◆ **ACTIVITY**: The records should be copied out again with no alteration.

[Stored items]

━━━━━━━━

//! Command-line integration tests.

#![allow(clippy::unwrap_used)]

use std::path::PathBuf;

use assert_cmd::Command;
use predicates::prelude::*;
use tempfile::TempDir;

fn catalog_dir() -> PathBuf {
    PathBuf::from(env!("CARGO_MANIFEST_DIR")).join("data").join("knowledge")
}

/// A command isolated from the caller's environment and working directory.
fn luxe(dir: &TempDir) -> Command {
    let mut cmd = Command::cargo_bin("luxe-assist").unwrap();
    cmd.current_dir(dir.path())
        .env_remove("OPENAI_API_KEY")
        .env_remove("GROQ_API_KEY")
        .env_remove("LUXE_API_KEY")
        .env_remove("LUXE_PROVIDER")
        .env_remove("LUXE_KNOWLEDGE_DIR")
        .env_remove("LUXE_INDEX_PATH")
        .env_remove("LUXE_PROMPT_DIR")
        .env_remove("RUST_LOG")
        .env_remove("LUXE_LOG");
    cmd
}

#[test]
fn ingest_search_and_status() {
    let dir = TempDir::new().unwrap();

    luxe(&dir)
        .arg("ingest")
        .arg(catalog_dir())
        .assert()
        .success()
        .stdout(predicate::str::contains("Indexed 15 document(s)"));
    assert!(dir.path().join(".luxe").join("knowledge.db").exists());

    luxe(&dir)
        .args(["search", "What is your return policy?", "--type", "faq", "-n", "3"])
        .assert()
        .success()
        .stdout(predicate::str::contains("30 days"));

    luxe(&dir)
        .args(["--format", "json", "status"])
        .assert()
        .success()
        .stdout(predicate::str::contains("\"products\": 8"))
        .stdout(predicate::str::contains("\"faqs\": 7"));
}

#[test]
fn knowledge_dir_from_environment() {
    let dir = TempDir::new().unwrap();

    luxe(&dir)
        .env("LUXE_KNOWLEDGE_DIR", catalog_dir())
        .env("LUXE_INDEX_PATH", dir.path().join("custom.db"))
        .arg("ingest")
        .assert()
        .success();
    assert!(dir.path().join("custom.db").exists());
}

#[test]
fn search_without_index_fails() {
    let dir = TempDir::new().unwrap();

    luxe(&dir)
        .args(["search", "sofa"])
        .assert()
        .failure()
        .stderr(predicate::str::contains("luxe-assist ingest"));
}

#[test]
fn chat_requires_api_key() {
    let dir = TempDir::new().unwrap();

    luxe(&dir)
        .args(["chat", "Where is my order ORD-87654?"])
        .assert()
        .failure()
        .stderr(predicate::str::contains("API key missing"));
}

#[test]
fn init_prompts_writes_templates() {
    let dir = TempDir::new().unwrap();
    let prompts = dir.path().join("prompts");

    luxe(&dir)
        .arg("init-prompts")
        .arg("--dir")
        .arg(&prompts)
        .assert()
        .success()
        .stdout(predicate::str::contains("Wrote 2 prompt template(s)"));
    assert!(prompts.join("assistant.md").exists());
    assert!(prompts.join("corrective.md").exists());
}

━━━━━━━━

◆ **RESPONSE TO THIS TASK**:
//! Command-line integration tests.

#![allow(clippy::unwrap_used)]

use std::path::PathBuf;

use assert_cmd::Command;
use predicates::prelude::*;
use tempfile::TempDir;

fn catalog_dir() -> PathBuf {
    PathBuf::from(env!("CARGO_MANIFEST_DIR")).join("data").join("knowledge")
}

/// A command isolated from the caller's environment and working directory.
fn luxe(dir: &TempDir) -> Command {
    let mut cmd = Command::cargo_bin("luxe-assist").unwrap();
    cmd.current_dir(dir.path())
        .env_remove("OPENAI_API_KEY")
        .env_remove("GROQ_API_KEY")
        .env_remove("LUXE_API_KEY")
        .env_remove("LUXE_PROVIDER")
        .env_remove("LUXE_KNOWLEDGE_DIR")
        .env_remove("LUXE_INDEX_PATH")
        .env_remove("LUXE_PROMPT_DIR")
        .env_remove("RUST_LOG")
        .env_remove("LUXE_LOG");
    cmd
}

#[test]
fn ingest_search_and_status() {
    let dir = TempDir::new().unwrap();

    luxe(&dir)
        .arg("ingest")
        .arg(catalog_dir())
        .assert()
        .success()
        .stdout(predicate::str::contains("Indexed 15 document(s)"));
    assert!(dir.path().join(".luxe").join("knowledge.db").exists());

    luxe(&dir)
        .args(["search", "What is your return policy?", "--type", "faq", "-n", "3"])
        .assert()
        .success()
        .stdout(predicate::str::contains("30 days"));

    luxe(&dir)
        .args(["--format", "json", "status"])
        .assert()
        .success()
        .stdout(predicate::str::contains("\"products\": 8"))
        .stdout(predicate::str::contains("\"faqs\": 7"));
}

#[test]
fn knowledge_dir_from_environment() {
    let dir = TempDir::new().unwrap();

    luxe(&dir)
        .env("LUXE_KNOWLEDGE_DIR", catalog_dir())
        .env("LUXE_INDEX_PATH", dir.path().join("custom.db"))
        .arg("ingest")
        .assert()
        .success();
    assert!(dir.path().join("custom.db").exists());
}

#[test]
fn search_without_index_fails() {
    let dir = TempDir::new().unwrap();

    luxe(&dir)
        .args(["search", "sofa"])
        .assert()
        .failure()
        .stderr(predicate::str::contains("luxe-assist ingest"));
}

#[test]
fn chat_requires_api_key() {
    let dir = TempDir::new().unwrap();

    luxe(&dir)
        .args(["chat", "Where is my order ORD-87654?"])
        .assert()
        .failure()
        .stderr(predicate::str::contains("API key missing"));
}

#[test]
fn init_prompts_writes_templates() {
    let dir = TempDir::new().unwrap();
    let prompts = dir.path().join("prompts");

    luxe(&dir)
        .arg("init-prompts")
        .arg("--dir")
        .arg(&prompts)
        .assert()
        .success()
        .stdout(predicate::str::contains("Wrote 2 prompt template(s)"));
    assert!(prompts.join("assistant.md").exists());
    assert!(prompts.join("corrective.md").exists());
}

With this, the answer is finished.